§ **ABOUT THIS EXERCISE**
What lines of the material below hold the string "Some"? Copy them out.

§ **LISTED ENTRIES**
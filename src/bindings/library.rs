//! Duktape library binding
//!
//! `DukApi` is the typed function-pointer table for the C entry points the
//! marshaling layer uses; `Lib` owns the shared library those pointers were
//! resolved from, so the table can never outlive its code.

use super::ffi::*;
use crate::config::{BridgeConfig, LibraryConfig};
use crate::core::{DukError, DukResult};
use libloading::Library;
use std::fmt;
use std::ops::Deref;
use std::os::raw::{c_char, c_void};
use std::path::{Path, PathBuf};
use std::sync::{Arc, OnceLock};

/// Typed Duktape entry points
///
/// Field names match the exported C symbols, so resolution is by name.
#[derive(Clone, Copy)]
pub struct DukApi {
    // Heap lifecycle
    pub duk_create_heap: unsafe extern "C" fn(
        Option<duk_alloc_function>,
        Option<duk_realloc_function>,
        Option<duk_free_function>,
        *mut c_void,
        Option<duk_fatal_function>,
    ) -> *mut duk_context,
    pub duk_destroy_heap: unsafe extern "C" fn(*mut duk_context),

    // Stack inspection
    pub duk_get_top: unsafe extern "C" fn(*mut duk_context) -> duk_idx_t,
    pub duk_set_top: unsafe extern "C" fn(*mut duk_context, duk_idx_t),
    pub duk_check_stack: unsafe extern "C" fn(*mut duk_context, duk_idx_t) -> duk_bool_t,
    pub duk_dup: unsafe extern "C" fn(*mut duk_context, duk_idx_t),

    // Type tests
    pub duk_get_type_mask: unsafe extern "C" fn(*mut duk_context, duk_idx_t) -> duk_uint_t,
    pub duk_is_boolean: unsafe extern "C" fn(*mut duk_context, duk_idx_t) -> duk_bool_t,
    pub duk_is_number: unsafe extern "C" fn(*mut duk_context, duk_idx_t) -> duk_bool_t,
    pub duk_is_string: unsafe extern "C" fn(*mut duk_context, duk_idx_t) -> duk_bool_t,
    pub duk_is_array: unsafe extern "C" fn(*mut duk_context, duk_idx_t) -> duk_bool_t,
    pub duk_is_function: unsafe extern "C" fn(*mut duk_context, duk_idx_t) -> duk_bool_t,
    pub duk_is_object: unsafe extern "C" fn(*mut duk_context, duk_idx_t) -> duk_bool_t,

    // Value extraction
    pub duk_get_boolean: unsafe extern "C" fn(*mut duk_context, duk_idx_t) -> duk_bool_t,
    pub duk_get_number: unsafe extern "C" fn(*mut duk_context, duk_idx_t) -> duk_double_t,
    pub duk_get_lstring:
        unsafe extern "C" fn(*mut duk_context, duk_idx_t, *mut duk_size_t) -> *const c_char,
    pub duk_get_heapptr: unsafe extern "C" fn(*mut duk_context, duk_idx_t) -> *mut c_void,
    pub duk_get_pointer: unsafe extern "C" fn(*mut duk_context, duk_idx_t) -> *mut c_void,
    pub duk_get_c_function:
        unsafe extern "C" fn(*mut duk_context, duk_idx_t) -> Option<duk_c_function>,

    // Value construction
    pub duk_push_null: unsafe extern "C" fn(*mut duk_context),
    pub duk_push_boolean: unsafe extern "C" fn(*mut duk_context, duk_bool_t),
    pub duk_push_number: unsafe extern "C" fn(*mut duk_context, duk_double_t),
    pub duk_push_lstring:
        unsafe extern "C" fn(*mut duk_context, *const c_char, duk_size_t) -> *const c_char,
    pub duk_push_array: unsafe extern "C" fn(*mut duk_context) -> duk_idx_t,
    pub duk_push_object: unsafe extern "C" fn(*mut duk_context) -> duk_idx_t,
    pub duk_push_heapptr: unsafe extern "C" fn(*mut duk_context, *mut c_void) -> duk_idx_t,
    pub duk_push_pointer: unsafe extern "C" fn(*mut duk_context, *mut c_void),
    pub duk_push_heap_stash: unsafe extern "C" fn(*mut duk_context),

    // Property access
    pub duk_put_prop_index:
        unsafe extern "C" fn(*mut duk_context, duk_idx_t, duk_uarridx_t) -> duk_bool_t,
    pub duk_put_prop_lstring:
        unsafe extern "C" fn(*mut duk_context, duk_idx_t, *const c_char, duk_size_t) -> duk_bool_t,
    pub duk_get_prop_lstring:
        unsafe extern "C" fn(*mut duk_context, duk_idx_t, *const c_char, duk_size_t) -> duk_bool_t,
    pub duk_get_global_lstring:
        unsafe extern "C" fn(*mut duk_context, *const c_char, duk_size_t) -> duk_bool_t,
    pub duk_put_global_lstring:
        unsafe extern "C" fn(*mut duk_context, *const c_char, duk_size_t) -> duk_bool_t,
    pub duk_enum: unsafe extern "C" fn(*mut duk_context, duk_idx_t, duk_uint_t),
    pub duk_next: unsafe extern "C" fn(*mut duk_context, duk_idx_t, duk_bool_t) -> duk_bool_t,

    // Evaluation and calls
    pub duk_eval_raw:
        unsafe extern "C" fn(*mut duk_context, *const c_char, duk_size_t, duk_uint_t) -> duk_int_t,
    pub duk_pcall: unsafe extern "C" fn(*mut duk_context, duk_idx_t) -> duk_int_t,
    pub duk_safe_call: unsafe extern "C" fn(
        *mut duk_context,
        duk_safe_call_function,
        *mut c_void,
        duk_idx_t,
        duk_idx_t,
    ) -> duk_int_t,
    pub duk_safe_to_stacktrace: unsafe extern "C" fn(*mut duk_context, duk_idx_t) -> *const c_char,

    // Function bridging
    pub duk_push_c_function:
        unsafe extern "C" fn(*mut duk_context, duk_c_function, duk_idx_t) -> duk_idx_t,
    pub duk_push_current_function: unsafe extern "C" fn(*mut duk_context),
}

impl DukApi {
    /// `duk_peval_lstring`: protected evaluation, result or error left on top
    ///
    /// # Safety
    /// `ctx` must be a live heap created through this table.
    pub unsafe fn duk_peval_lstring(&self, ctx: *mut duk_context, src: &[u8]) -> duk_int_t {
        (self.duk_eval_raw)(ctx, src.as_ptr().cast(), src.len(), DUK_PEVAL_FLAGS)
    }

    /// `duk_is_null_or_undefined`
    ///
    /// # Safety
    /// `ctx` must be a live heap created through this table.
    pub unsafe fn duk_is_null_or_undefined(&self, ctx: *mut duk_context, idx: duk_idx_t) -> bool {
        (self.duk_get_type_mask)(ctx, idx) & (DUK_TYPE_MASK_NULL | DUK_TYPE_MASK_UNDEFINED) != 0
    }
}

unsafe fn symbol<T: Copy>(library: &Library, name: &str) -> DukResult<T> {
    library
        .get::<T>(name.as_bytes())
        .map(|sym| *sym)
        .map_err(|e| DukError::Symbol(format!("{}: {}", name, e)))
}

macro_rules! resolve_api {
    ($library:expr, { $($name:ident),* $(,)? }) => {
        DukApi {
            $($name: symbol($library, stringify!($name))?,)*
        }
    };
}

/// Loaded Duktape library
pub struct Lib {
    api: DukApi,
    path: Option<PathBuf>,
    // Keeps the code behind `api` mapped; dropped last.
    _library: Option<Library>,
}

static DEFAULT_LIB: OnceLock<Result<Arc<Lib>, String>> = OnceLock::new();

impl Lib {
    /// Load the shared library at `path` and resolve every entry point
    pub fn load(path: impl AsRef<Path>) -> DukResult<Self> {
        let path = path.as_ref();
        let library = unsafe { Library::new(path) }
            .map_err(|e| DukError::Load(format!("{}: {}", path.display(), e)))?;

        let api = unsafe {
            resolve_api!(&library, {
                duk_create_heap,
                duk_destroy_heap,
                duk_get_top,
                duk_set_top,
                duk_check_stack,
                duk_dup,
                duk_get_type_mask,
                duk_is_boolean,
                duk_is_number,
                duk_is_string,
                duk_is_array,
                duk_is_function,
                duk_is_object,
                duk_get_boolean,
                duk_get_number,
                duk_get_lstring,
                duk_get_heapptr,
                duk_get_pointer,
                duk_get_c_function,
                duk_push_null,
                duk_push_boolean,
                duk_push_number,
                duk_push_lstring,
                duk_push_array,
                duk_push_object,
                duk_push_heapptr,
                duk_push_pointer,
                duk_push_heap_stash,
                duk_put_prop_index,
                duk_put_prop_lstring,
                duk_get_prop_lstring,
                duk_get_global_lstring,
                duk_put_global_lstring,
                duk_enum,
                duk_next,
                duk_eval_raw,
                duk_pcall,
                duk_safe_call,
                duk_safe_to_stacktrace,
                duk_push_c_function,
                duk_push_current_function,
            })
        };

        tracing::debug!(target: "duktape", "Loaded duktape library from {}", path.display());
        Ok(Self {
            api,
            path: Some(path.to_path_buf()),
            _library: Some(library),
        })
    }

    /// Load the library described by `config`
    pub fn from_config(config: &LibraryConfig) -> DukResult<Self> {
        config.validate()?;
        Self::load(config.resolve_path())
    }

    /// Wrap an already resolved table, e.g. a statically linked or
    /// in-process engine.
    ///
    /// # Safety
    /// Every pointer in `api` must implement the documented Duktape
    /// contract and stay valid for the lifetime of the returned `Lib`.
    pub unsafe fn from_api(api: DukApi) -> Self {
        Self {
            api,
            path: None,
            _library: None,
        }
    }

    /// Process-wide default binding
    ///
    /// Resolved on first use from `BridgeConfig::load_or_default()`; the
    /// outcome, including a load failure, is cached for the process.
    pub fn default_lib() -> DukResult<Arc<Lib>> {
        DEFAULT_LIB
            .get_or_init(|| {
                let config = BridgeConfig::load_or_default();
                Lib::from_config(&config.library)
                    .map(Arc::new)
                    .map_err(|e| match e {
                        DukError::Load(msg) => msg,
                        other => other.to_string(),
                    })
            })
            .clone()
            .map_err(DukError::Load)
    }

    pub fn api(&self) -> &DukApi {
        &self.api
    }

    /// Path the library was loaded from, `None` for `from_api` bindings
    pub fn path(&self) -> Option<&Path> {
        self.path.as_deref()
    }
}

impl Deref for Lib {
    type Target = DukApi;

    fn deref(&self) -> &DukApi {
        &self.api
    }
}

impl fmt::Debug for Lib {
    fn fmt(&self, f: &mut fmt::Formatter<'_>) -> fmt::Result {
        f.debug_struct("Lib").field("path", &self.path).finish()
    }
}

§ **WRITTEN SOLUTION**
            path: Some(path.to_path_buf()),
            _library: Some(library),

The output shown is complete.